Butler (1990) stated, in the preface to Gender Trouble, that laughing about serious categories is indispensable to feminism; to Preciado and Bourcier, this laughter mentioned by Butler is in the center of the argumentations. The movement of perceiving the body under mutation, sustaining a hypersexualization and a hyperconstructivism of the body and its sexual organs, seems to signal with strong colors the parody dimension of the gender performances. Parody which, as the synonymity indicates, cannot be separated from laughter. And a simple skimming of the titles of the chapters of the analyzed books is enough for us to observe the importance of laughter and humor. In Manifiesto Contra-sexual: Dildotectónica, La lógica del dildo o las tijeras de Derrida, Breve genealogía de los juguetes sexuales o de cómo Butler descubrió el vibrador, De la filosofía como modo superior de dar por el culo; in Queer zones: Baise-moi encore, Ceci n'est pas une pipe: Bruce La Bruce pornoqueer; and in Sexopolitique. Queer zones 2: Dirty talk, Nique la Rep. Dominator contre Madonna, Il y a une vie aprés l ' éjac faciale, Nique ton genre. ZAP la psy.

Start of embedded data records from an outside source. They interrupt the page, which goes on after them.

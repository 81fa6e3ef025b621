//! Score ingestion from JSON
//!
//! The engine consumes the well-formed note-sequence model produced by an
//! upstream ingestion step, serialized as JSON. Loading re-checks the
//! data-model invariants so a malformed file fails here, before any scan.

use std::path::Path;

use tracing::debug;

use crate::error::Result;
use crate::models::note::Score;

/// Load and validate a score from a JSON file
///
/// # Errors
/// Returns `Error::Io` if the file cannot be read, `Error::Json` if it is
/// not a valid score document, and `Error::MalformedInput` if a note or
/// part violates an invariant.
pub fn load_score(path: &Path) -> Result<Score> {
    let text = std::fs::read_to_string(path)?;
    let score: Score = serde_json::from_str(&text)?;
    score.validate()?;
    debug!(
        "loaded {} notes across {} parts from {}",
        score.total_notes(),
        score.parts.len(),
        path.display()
    );
    Ok(score)
}

#[cfg(test)]
mod tests {
    use super::*;
    use crate::error::Error;
    use std::io::Write;

    const VALID_SCORE: &str = r#"{
        "meta": { "work": "Invention No. 1", "composer": "J.S. Bach" },
        "parts": [
            {
                "name": "Right hand",
                "notes": [
                    { "pitch": 60, "duration": "sixteenth", "measure": 1, "beat": 1.25, "offset": 0.25 },
                    { "pitch": 62, "duration": "sixteenth", "measure": 1, "beat": 1.5, "offset": 0.5 }
                ]
            }
        ]
    }"#;

    #[test]
    fn test_load_valid_score() {
        let mut file = tempfile::NamedTempFile::new().unwrap();
        file.write_all(VALID_SCORE.as_bytes()).unwrap();

        let score = load_score(file.path()).unwrap();
        assert_eq!(score.meta.work.as_deref(), Some("Invention No. 1"));
        assert_eq!(score.parts.len(), 1);
        assert_eq!(score.total_notes(), 2);
        assert_eq!(score.parts[0].notes[0].pitch, 60);
    }

    #[test]
    fn test_missing_file_is_io_error() {
        let err = load_score(Path::new("/nonexistent/score.json")).unwrap_err();
        assert!(matches!(err, Error::Io(_)));
    }

    #[test]
    fn test_invalid_json_rejected() {
        let mut file = tempfile::NamedTempFile::new().unwrap();
        file.write_all(b"{ not json").unwrap();
        assert!(matches!(
            load_score(file.path()).unwrap_err(),
            Error::Json(_)
        ));
    }

    #[test]
    fn test_unordered_score_rejected() {
        let mut file = tempfile::NamedTempFile::new().unwrap();
        file.write_all(
            br#"{
            "parts": [
                {
                    "name": "Flute",
                    "notes": [
                        { "pitch": 60, "duration": "quarter", "measure": 1, "beat": 2.0, "offset": 1.0 },
                        { "pitch": 62, "duration": "quarter", "measure": 1, "beat": 1.0, "offset": 0.0 }
                    ]
                }
            ]
        }"#,
        )
        .unwrap();
        assert!(matches!(
            load_score(file.path()).unwrap_err(),
            Error::MalformedInput(_)
        ));
    }
}
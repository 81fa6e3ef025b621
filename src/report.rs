//! Report rendering
//!
//! Renders a validated `MotifAnalysis` as pretty-printed JSON with three
//! top-level sections: `meta`, `motifs`, `instances`.

use std::path::Path;

use crate::error::Result;
use crate::models::motif::MotifAnalysis;

/// Render an analysis as a pretty-printed JSON string
pub fn to_json_string(analysis: &MotifAnalysis) -> Result<String> {
    Ok(serde_json::to_string_pretty(analysis)?)
}

/// Write an analysis to a JSON file
pub fn save_json(analysis: &MotifAnalysis, path: &Path) -> Result<()> {
    let mut json = to_json_string(analysis)?;
    json.push('\n');
    std::fs::write(path, json)?;
    Ok(())
}
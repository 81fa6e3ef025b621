//! Pattern extraction service
//!
//! Slides windows of every length in a configured range over each part of a
//! score, producing the canonical pattern of each window together with its
//! provenance. Windows cover consecutive sounding notes only: a rest breaks
//! contiguity, so no window spans one. Rests are implicit in the note data —
//! a gap between one note's sounding end and the next note's offset.

use tracing::debug;

use crate::error::{Error, Result};
use crate::models::note::{Note, Score, GAP_EPSILON};
use crate::models::pattern::{Pattern, PatternOccurrence};

/// Split a part's notes into runs of consecutive sounding notes
///
/// A run ends where the next note starts later than the current note stops
/// sounding. Overlapping notes (legato, notated chords flattened by
/// ingestion) stay within one run.
pub(crate) fn contiguous_runs(notes: &[Note]) -> Vec<&[Note]> {
    let mut runs = Vec::new();
    if notes.is_empty() {
        return runs;
    }
    let mut start = 0;
    for i in 0..notes.len() - 1 {
        if notes[i + 1].offset - notes[i].sounding_end() > GAP_EPSILON {
            runs.push(&notes[start..=i]);
            start = i + 1;
        }
    }
    runs.push(&notes[start..]);
    runs
}

/// Sliding-window pattern extractor
#[derive(Debug)]
pub struct PatternExtractor {
    min_length: usize,
    max_length: usize,
}

impl PatternExtractor {
    /// Create an extractor for the window-length range `[min_length, max_length]`
    ///
    /// # Errors
    /// Returns `Error::Config` if `min_length < 2` or `min_length > max_length`.
    pub fn new(min_length: usize, max_length: usize) -> Result<Self> {
        if min_length < 2 {
            return Err(Error::Config(format!(
                "min_length must be at least 2 (got {min_length})"
            )));
        }
        if min_length > max_length {
            return Err(Error::Config(format!(
                "min_length ({min_length}) must not exceed max_length ({max_length})"
            )));
        }
        Ok(Self {
            min_length,
            max_length,
        })
    }

    /// Extract every window of every configured length from every part
    ///
    /// Scan order is deterministic: parts in score order, lengths ascending,
    /// window starts ascending. A part or run shorter than `min_length`
    /// simply contributes no windows.
    pub fn extract(&self, score: &Score) -> Vec<PatternOccurrence> {
        let mut occurrences = Vec::new();

        for part in &score.parts {
            let runs = contiguous_runs(&part.notes);
            for length in self.min_length..=self.max_length {
                for run in &runs {
                    if run.len() < length {
                        continue;
                    }
                    for start in 0..=run.len() - length {
                        let window = &run[start..start + length];
                        occurrences.push(PatternOccurrence {
                            pattern: Pattern::from_notes(window),
                            part: part.name.clone(),
                            measure: window[0].measure,
                            start_beat: window[0].beat,
                        });
                    }
                }
            }
        }

        debug!(
            "extracted {} windows (lengths {}-{}) from {} notes",
            occurrences.len(),
            self.min_length,
            self.max_length,
            score.total_notes()
        );
        occurrences
    }
}
//! Analysis configuration
//!
//! Detection and matching knobs, loadable from a TOML file and overridable
//! from the command line. Invalid configuration is rejected before any scan
//! runs; confidence clipping inside the scoring math is the only sanctioned
//! clamping.

use std::path::Path;

use serde::Deserialize;

use crate::error::{Error, Result};

/// Motif detection knobs
#[derive(Debug, Clone, Deserialize)]
#[serde(default, deny_unknown_fields)]
pub struct DetectionConfig {
    /// Minimum notes in a motif window
    pub min_length: usize,

    /// Maximum notes in a motif window
    pub max_length: usize,

    /// Minimum times a pattern must occur to become a motif
    pub min_occurrences: usize,
}

impl Default for DetectionConfig {
    fn default() -> Self {
        Self {
            min_length: 3,
            max_length: 5,
            min_occurrences: 2,
        }
    }
}

impl DetectionConfig {
    /// Check the window range and occurrence threshold
    pub fn validate(&self) -> Result<()> {
        if self.min_length < 2 {
            return Err(Error::Config(format!(
                "min_length must be at least 2 (got {})",
                self.min_length
            )));
        }
        if self.min_length > self.max_length {
            return Err(Error::Config(format!(
                "min_length ({}) must not exceed max_length ({})",
                self.min_length, self.max_length
            )));
        }
        if self.min_occurrences == 0 {
            return Err(Error::Config("min_occurrences must be at least 1".into()));
        }
        Ok(())
    }
}

/// Fuzzy matching knobs
#[derive(Debug, Clone, Deserialize)]
#[serde(default, deny_unknown_fields)]
pub struct MatchConfig {
    /// Allowed semitone deviation per interval position
    pub interval_tolerance: u32,

    /// Allowed normalized duration deviation per rhythm position (0.0 = exact)
    pub rhythm_tolerance: f64,

    /// Minimum confidence for a window to become an instance
    pub min_confidence: f64,

    /// Weight of the interval sub-score in the combined confidence;
    /// the rhythm sub-score gets the remainder
    pub interval_weight: f64,
}

impl Default for MatchConfig {
    fn default() -> Self {
        Self {
            interval_tolerance: 0,
            rhythm_tolerance: 0.0,
            min_confidence: 0.5,
            interval_weight: 0.5,
        }
    }
}

impl MatchConfig {
    /// Check tolerances and thresholds
    pub fn validate(&self) -> Result<()> {
        if !(0.0..=1.0).contains(&self.rhythm_tolerance) {
            return Err(Error::Config(format!(
                "rhythm_tolerance must be within [0.0, 1.0] (got {})",
                self.rhythm_tolerance
            )));
        }
        if !(0.0..=1.0).contains(&self.min_confidence) {
            return Err(Error::Config(format!(
                "min_confidence must be within [0.0, 1.0] (got {})",
                self.min_confidence
            )));
        }
        if !(0.0..=1.0).contains(&self.interval_weight) {
            return Err(Error::Config(format!(
                "interval_weight must be within [0.0, 1.0] (got {})",
                self.interval_weight
            )));
        }
        Ok(())
    }
}

/// Complete engine configuration
#[derive(Debug, Clone, Default, Deserialize)]
#[serde(default, deny_unknown_fields)]
pub struct AnalysisConfig {
    /// Detection knobs
    pub detection: DetectionConfig,

    /// Matching knobs
    pub matching: MatchConfig,
}

impl AnalysisConfig {
    /// Load configuration from a TOML file
    ///
    /// Missing keys fall back to defaults; unknown keys are rejected.
    pub fn from_toml_file(path: &Path) -> Result<Self> {
        let text = std::fs::read_to_string(path)?;
        let config: AnalysisConfig = toml::from_str(&text)?;
        Ok(config)
    }

    /// Check every knob before running any scan
    pub fn validate(&self) -> Result<()> {
        self.detection.validate()?;
        self.matching.validate()?;
        Ok(())
    }
}
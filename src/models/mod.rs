//! Data models for motifscan

pub mod motif;
pub mod note;
pub mod pattern;

pub use motif::{Motif, MotifAnalysis, MotifInstance};
pub use note::{DurationClass, Note, Part, Score, ScoreMeta};
pub use pattern::{Pattern, PatternOccurrence};
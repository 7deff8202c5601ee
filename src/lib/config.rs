//! Server configuration, read from the environment.
//!
//! A `.env` file in the working directory is loaded first, so the same
//! variables can be kept there during development.

use std::net::SocketAddr;
use std::path::PathBuf;
use std::str::FromStr;

use anyhow::{Context, Result, bail};

#[derive(Debug, Clone, PartialEq, Eq)]
pub enum StorageBackend {
    Memory,
    Sqlite { url: String, max_connections: u32 },
}

#[derive(Debug, Clone, PartialEq, Eq)]
pub struct TlsConfig {
    pub cert_path: PathBuf,
    pub key_path: PathBuf,
}

#[derive(Debug, Clone, PartialEq, Eq)]
pub struct ServerConfig {
    pub host: String,
    pub port: u16,
    pub storage: StorageBackend,
    /// Load the sample todos at startup.
    pub seed_sample_data: bool,
    pub tls: Option<TlsConfig>,
}

impl Default for ServerConfig {
    fn default() -> Self {
        Self {
            host: "0.0.0.0".to_string(),
            port: 8080,
            storage: StorageBackend::Memory,
            seed_sample_data: true,
            tls: None,
        }
    }
}

impl ServerConfig {
    pub fn from_env() -> Result<Self> {
        dotenvy::dotenv().ok();
        Self::from_lookup(|key| std::env::var(key).ok())
    }

    pub fn from_lookup(lookup: impl Fn(&str) -> Option<String>) -> Result<Self> {
        let defaults = Self::default();
        let host = lookup("TODO_API_HOST").unwrap_or(defaults.host);
        let port = parse_var(&lookup, "TODO_API_PORT")?.unwrap_or(defaults.port);
        let seed_sample_data = match lookup("TODO_API_SEED") {
            Some(raw) => parse_flag(&raw).with_context(|| format!("TODO_API_SEED={raw}"))?,
            None => defaults.seed_sample_data,
        };

        let storage = match lookup("TODO_API_STORAGE").as_deref().map(str::trim) {
            None | Some("") | Some("memory") => StorageBackend::Memory,
            Some("sqlite") => StorageBackend::Sqlite {
                url: lookup("DATABASE_URL").unwrap_or_else(|| "sqlite://todos.db".to_string()),
                max_connections: parse_var(&lookup, "TODO_API_DB_MAX_CONNECTIONS")?.unwrap_or(5),
            },
            Some(other) => bail!("TODO_API_STORAGE must be `memory` or `sqlite`, got `{other}`"),
        };

        let tls = match (lookup("TODO_API_TLS_CERT"), lookup("TODO_API_TLS_KEY")) {
            (Some(cert), Some(key)) => Some(TlsConfig {
                cert_path: cert.into(),
                key_path: key.into(),
            }),
            (None, None) => None,
            _ => bail!("TODO_API_TLS_CERT and TODO_API_TLS_KEY must be set together"),
        };

        Ok(Self {
            host,
            port,
            storage,
            seed_sample_data,
            tls,
        })
    }

    /// Resolves `host` (an IP literal or a name such as `localhost`) to
    /// the first matching socket address.
    pub async fn addr(&self) -> Result<SocketAddr> {
        tokio::net::lookup_host((self.host.as_str(), self.port))
            .await
            .with_context(|| format!("cannot resolve listen address {}:{}", self.host, self.port))?
            .next()
            .with_context(|| format!("no address found for {}:{}", self.host, self.port))
    }
}

fn parse_var<T>(lookup: &impl Fn(&str) -> Option<String>, key: &str) -> Result<Option<T>>
where
    T: FromStr,
    T::Err: std::error::Error + Send + Sync + 'static,
{
    lookup(key)
        .map(|raw| raw.trim().parse::<T>().with_context(|| format!("{key}={raw}")))
        .transpose()
}

fn parse_flag(raw: &str) -> Result<bool> {
    match raw.trim().to_ascii_lowercase().as_str() {
        "1" | "true" | "yes" | "on" => Ok(true),
        "0" | "false" | "no" | "off" => Ok(false),
        other => bail!("expected a boolean, got `{other}`"),
    }
}
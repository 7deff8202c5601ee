use axum::{
    Json,
    http::StatusCode,
    response::{IntoResponse, Response},
};
use serde_json::json;
use thiserror::Error;

use crate::core::TodoError;

#[cfg(feature = "tracing")]
use tracing::error;

#[derive(Error, Debug)]
pub enum ApiError {
    #[error("{0}")]
    BadRequest(String),
    #[error("{0}")]
    NotFound(&'static str),
    #[error("Storage failure: {0:#}")]
    Internal(anyhow::Error),
}

impl ApiError {
    pub fn todo_not_found() -> Self {
        ApiError::NotFound("Todo not found")
    }
}

impl From<TodoError> for ApiError {
    fn from(err: TodoError) -> Self {
        match err {
            TodoError::Validation(msg) => ApiError::BadRequest(msg),
            TodoError::Storage(e) => ApiError::Internal(e),
        }
    }
}

impl IntoResponse for ApiError {
    fn into_response(self) -> Response {
        let (status, message) = match &self {
            ApiError::BadRequest(msg) => (StatusCode::BAD_REQUEST, msg.clone()),
            ApiError::NotFound(msg) => (StatusCode::NOT_FOUND, msg.to_string()),
            ApiError::Internal(_) => {
                #[cfg(feature = "tracing")]
                error!(error = %self, "request failed");
                (StatusCode::INTERNAL_SERVER_ERROR, "Internal server error".to_string())
            }
        };
        (status, Json(json!({ "error": message }))).into_response()
    }
}
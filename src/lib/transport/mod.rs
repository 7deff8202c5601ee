pub mod tls;

pub use tls::*;
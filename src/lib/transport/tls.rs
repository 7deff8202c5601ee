use axum_server::tls_rustls::RustlsConfig;

use crate::config::TlsConfig;

pub async fn configure_tls(tls: &TlsConfig) -> Result<RustlsConfig, anyhow::Error> {
    RustlsConfig::from_pem_file(&tls.cert_path, &tls.key_path)
        .await
        .map_err(|e| anyhow::anyhow!("failed to load TLS certificate/key: {e}"))
}
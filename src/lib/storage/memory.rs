use std::collections::BTreeMap;

use async_trait::async_trait;
use chrono::{DateTime, Utc};
use tokio::sync::RwLock;

use crate::core::{StatusFilter, Todo, TodoCounts, TodoId, TodoPatch};

use super::TodoStore;

struct Inner {
    next_id: TodoId,
    todos: BTreeMap<TodoId, Todo>,
}

/// Transient store. All state sits behind a single lock so id minting and
/// insertion happen together.
pub struct MemoryStore {
    inner: RwLock<Inner>,
}

impl MemoryStore {
    pub fn new() -> Self {
        Self {
            inner: RwLock::new(Inner {
                next_id: 1,
                todos: BTreeMap::new(),
            }),
        }
    }
}

impl Default for MemoryStore {
    fn default() -> Self {
        Self::new()
    }
}

#[async_trait]
impl TodoStore for MemoryStore {
    async fn insert(&self, title: String, description: String, now: DateTime<Utc>) -> anyhow::Result<Todo> {
        let mut inner = self.inner.write().await;
        let id = inner.next_id;
        inner.next_id += 1;
        let todo = Todo::new(id, title, description, now);
        inner.todos.insert(id, todo.clone());
        Ok(todo)
    }

    async fn fetch(&self, id: TodoId) -> anyhow::Result<Option<Todo>> {
        Ok(self.inner.read().await.todos.get(&id).cloned())
    }

    async fn fetch_all(&self, filter: StatusFilter) -> anyhow::Result<Vec<Todo>> {
        let inner = self.inner.read().await;
        Ok(inner.todos.values().filter(|t| filter.matches(t)).cloned().collect())
    }

    async fn update(&self, id: TodoId, patch: &TodoPatch, now: DateTime<Utc>) -> anyhow::Result<Option<Todo>> {
        let mut inner = self.inner.write().await;
        Ok(inner.todos.get_mut(&id).map(|todo| {
            todo.apply(patch, now);
            todo.clone()
        }))
    }

    async fn remove(&self, id: TodoId) -> anyhow::Result<bool> {
        Ok(self.inner.write().await.todos.remove(&id).is_some())
    }

    async fn counts(&self) -> anyhow::Result<TodoCounts> {
        let inner = self.inner.read().await;
        let completed = inner.todos.values().filter(|t| t.completed).count();
        Ok(TodoCounts::new(inner.todos.len() as u64, completed as u64))
    }

    async fn clear(&self) -> anyhow::Result<()> {
        self.inner.write().await.todos.clear();
        Ok(())
    }

    async fn ping(&self) -> anyhow::Result<()> {
        Ok(())
    }

    async fn close(&self) {}
}
pub mod memory;
#[cfg(feature = "storage")]
pub mod sqlite;

use std::sync::Arc;

use async_trait::async_trait;
use chrono::{DateTime, Utc};

use crate::config::StorageBackend;
use crate::core::{StatusFilter, Todo, TodoCounts, TodoId, TodoPatch};

pub use memory::MemoryStore;
#[cfg(feature = "storage")]
pub use sqlite::SqliteStore;

/// Backing store for todo records.
///
/// Implementations own identity assignment: `insert` must mint the id and
/// store the entity as one atomic step, and ids are never handed out twice.
/// Every listing is in ascending id order.
#[async_trait]
pub trait TodoStore: Send + Sync {
    async fn insert(&self, title: String, description: String, now: DateTime<Utc>) -> anyhow::Result<Todo>;
    async fn fetch(&self, id: TodoId) -> anyhow::Result<Option<Todo>>;
    async fn fetch_all(&self, filter: StatusFilter) -> anyhow::Result<Vec<Todo>>;
    /// Applies `patch` to the live entity; `None` if `id` is not live.
    async fn update(&self, id: TodoId, patch: &TodoPatch, now: DateTime<Utc>) -> anyhow::Result<Option<Todo>>;
    async fn remove(&self, id: TodoId) -> anyhow::Result<bool>;
    async fn counts(&self) -> anyhow::Result<TodoCounts>;
    /// Drops every live entity. The id sequence is not rewound.
    async fn clear(&self) -> anyhow::Result<()>;
    async fn ping(&self) -> anyhow::Result<()>;
    async fn close(&self);
}

pub async fn open(backend: &StorageBackend) -> anyhow::Result<Arc<dyn TodoStore>> {
    match backend {
        StorageBackend::Memory => Ok(Arc::new(MemoryStore::new())),
        #[cfg(feature = "storage")]
        StorageBackend::Sqlite { url, max_connections } => {
            Ok(Arc::new(SqliteStore::connect(url, *max_connections).await?))
        }
        #[cfg(not(feature = "storage"))]
        StorageBackend::Sqlite { .. } => {
            anyhow::bail!("SQLite storage requires building with the `storage` feature")
        }
    }
}
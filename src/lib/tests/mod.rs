mod repository;

use std::sync::Arc;

use anyhow::bail;
use async_trait::async_trait;
use chrono::{DateTime, Utc};

use crate::core::{StatusFilter, Todo, TodoCounts, TodoId, TodoPatch, TodoRepository};
use crate::storage::{MemoryStore, TodoStore};

pub(crate) fn memory_repo() -> TodoRepository {
    TodoRepository::new(Arc::new(MemoryStore::new()))
}

/// One repository per available backend, labelled for assertion messages.
pub(crate) async fn all_repos() -> Vec<(&'static str, TodoRepository)> {
    #[allow(unused_mut)]
    let mut repos = vec![("memory", memory_repo())];
    #[cfg(feature = "storage")]
    {
        let store = crate::storage::SqliteStore::new_memory()
            .await
            .expect("in-memory SQLite should open");
        repos.push(("sqlite", TodoRepository::new(Arc::new(store))));
    }
    repos
}

pub(crate) const STORE_FAILURE: &str = "disk /var/lib/todos.db is on fire";

/// Store whose every call fails, for exercising the storage error path.
pub(crate) struct BrokenStore;

#[async_trait]
impl TodoStore for BrokenStore {
    async fn insert(&self, _title: String, _description: String, _now: DateTime<Utc>) -> anyhow::Result<Todo> {
        bail!(STORE_FAILURE)
    }

    async fn fetch(&self, _id: TodoId) -> anyhow::Result<Option<Todo>> {
        bail!(STORE_FAILURE)
    }

    async fn fetch_all(&self, _filter: StatusFilter) -> anyhow::Result<Vec<Todo>> {
        bail!(STORE_FAILURE)
    }

    async fn update(&self, _id: TodoId, _patch: &TodoPatch, _now: DateTime<Utc>) -> anyhow::Result<Option<Todo>> {
        bail!(STORE_FAILURE)
    }

    async fn remove(&self, _id: TodoId) -> anyhow::Result<bool> {
        bail!(STORE_FAILURE)
    }

    async fn counts(&self) -> anyhow::Result<TodoCounts> {
        bail!(STORE_FAILURE)
    }

    async fn clear(&self) -> anyhow::Result<()> {
        bail!(STORE_FAILURE)
    }

    async fn ping(&self) -> anyhow::Result<()> {
        bail!(STORE_FAILURE)
    }

    async fn close(&self) {}
}

pub(crate) fn broken_repo() -> TodoRepository {
    TodoRepository::new(Arc::new(BrokenStore))
}
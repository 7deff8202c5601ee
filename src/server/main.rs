use todo_api::adapters::HttpServer;
use todo_api::config::ServerConfig;
use todo_api::core::TodoRepository;
use todo_api::storage;

#[tokio::main]
async fn main() -> anyhow::Result<()> {
    let config = ServerConfig::from_env()?;
    #[cfg(feature = "tracing")]
    {
        tracing_subscriber::fmt()
            .with_env_filter(std::env::var("RUST_LOG").unwrap_or_else(|_| "info".to_string()))
            .init();
    }

    let store = storage::open(&config.storage).await?;
    let repo = TodoRepository::new(store);
    if config.seed_sample_data && repo.count().await?.total == 0 {
        repo.seed_sample_data().await?;
    }

    let server = HttpServer::new(repo.clone(), &config).await?;
    let result = server.run(shutdown_signal()).await;
    repo.close().await;
    result
}

async fn shutdown_signal() {
    if tokio::signal::ctrl_c().await.is_err() {
        // no signal handler available; serve until the process is killed
        std::future::pending::<()>().await;
    }
    #[cfg(feature = "tracing")]
    tracing::info!("shutdown signal received");
}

Laughter here refers to a sense of humor that questions the seriousness and normality of life. When Preciado and Bourcier place laughter in the center of the narratives, they seem to defend that, when insult is transformed into praise; when anomalous bodies advocate normality; when esthetics is confused; when bodies change their logic and exhibit the centrality of parts and organs that used to be undervalued; then, queer laughter emerges, sustaining that the power that constructs normal bodies is defective, incongruous. Humor emerges as perception acts that transcend the reality of ordinary life, showing, many times hyperbolically, the disturbance of reconfigurations. Therefore, it does not mean running away from reality, but questioning it, reinventing it and perceiving the reinventions.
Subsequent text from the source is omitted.